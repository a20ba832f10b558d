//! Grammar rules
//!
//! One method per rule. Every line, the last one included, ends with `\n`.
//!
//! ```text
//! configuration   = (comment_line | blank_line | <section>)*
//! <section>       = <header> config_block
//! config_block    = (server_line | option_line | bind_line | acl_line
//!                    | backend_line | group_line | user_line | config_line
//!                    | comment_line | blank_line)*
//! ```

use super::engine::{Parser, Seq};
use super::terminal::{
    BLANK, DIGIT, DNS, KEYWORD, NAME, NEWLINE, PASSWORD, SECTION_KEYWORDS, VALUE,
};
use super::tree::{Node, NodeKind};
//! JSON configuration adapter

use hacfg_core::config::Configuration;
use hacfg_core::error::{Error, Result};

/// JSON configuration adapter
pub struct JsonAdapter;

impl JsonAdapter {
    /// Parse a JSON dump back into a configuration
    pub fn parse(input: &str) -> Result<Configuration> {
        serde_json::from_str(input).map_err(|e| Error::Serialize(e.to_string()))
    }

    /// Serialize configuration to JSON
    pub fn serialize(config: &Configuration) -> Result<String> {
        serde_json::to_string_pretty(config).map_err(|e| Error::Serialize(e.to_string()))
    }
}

● ● ● ● ● ● ●

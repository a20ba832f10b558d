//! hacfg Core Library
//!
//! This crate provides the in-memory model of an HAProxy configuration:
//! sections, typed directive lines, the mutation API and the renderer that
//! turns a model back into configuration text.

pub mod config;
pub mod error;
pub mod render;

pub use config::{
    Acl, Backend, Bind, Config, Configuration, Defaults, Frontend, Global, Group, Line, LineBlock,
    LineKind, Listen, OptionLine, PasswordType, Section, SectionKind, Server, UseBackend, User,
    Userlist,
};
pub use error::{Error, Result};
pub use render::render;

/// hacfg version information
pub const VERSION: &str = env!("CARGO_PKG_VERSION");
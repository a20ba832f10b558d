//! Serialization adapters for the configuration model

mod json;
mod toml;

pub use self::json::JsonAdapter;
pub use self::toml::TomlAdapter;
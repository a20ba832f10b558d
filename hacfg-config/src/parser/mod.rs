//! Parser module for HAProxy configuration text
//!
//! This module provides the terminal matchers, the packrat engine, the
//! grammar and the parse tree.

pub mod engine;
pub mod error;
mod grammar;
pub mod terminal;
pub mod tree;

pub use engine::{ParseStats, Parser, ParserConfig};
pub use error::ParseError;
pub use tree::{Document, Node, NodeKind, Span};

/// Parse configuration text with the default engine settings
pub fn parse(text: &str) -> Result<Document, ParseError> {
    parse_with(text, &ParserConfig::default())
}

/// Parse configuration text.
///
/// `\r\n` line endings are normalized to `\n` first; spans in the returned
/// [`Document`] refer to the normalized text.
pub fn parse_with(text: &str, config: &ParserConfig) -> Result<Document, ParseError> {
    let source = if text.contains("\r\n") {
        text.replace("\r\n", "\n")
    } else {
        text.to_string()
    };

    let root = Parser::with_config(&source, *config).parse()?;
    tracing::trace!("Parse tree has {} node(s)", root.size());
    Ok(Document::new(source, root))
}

● ● ● ● ● ● ●

WHAT IS EXPECTED ->
Taking the listing above as the source, transcribe only the lines starting at the line with "pub mod render;" and going through the line with "the parse tree.", unaltered and with both ends included.

FINAL ANSWER ->
pub mod render;

pub use config::{
    Acl, Backend, Bind, Config, Configuration, Defaults, Frontend, Global, Group, Line, LineBlock,
    LineKind, Listen, OptionLine, PasswordType, Section, SectionKind, Server, UseBackend, User,
    Userlist,
};
pub use error::{Error, Result};
pub use render::render;

/// hacfg version information
pub const VERSION: &str = env!("CARGO_PKG_VERSION");
repository a20ba832f10b558d
//! Serialization adapters for the configuration model

mod json;
mod toml;

pub use self::json::JsonAdapter;
pub use self::toml::TomlAdapter;
repository a20ba832f10b558d
filename hacfg-config/src/parser/mod.rs
//! Parser module for HAProxy configuration text
//!
//! This module provides the terminal matchers, the packrat engine, the
//! grammar and the parse tree.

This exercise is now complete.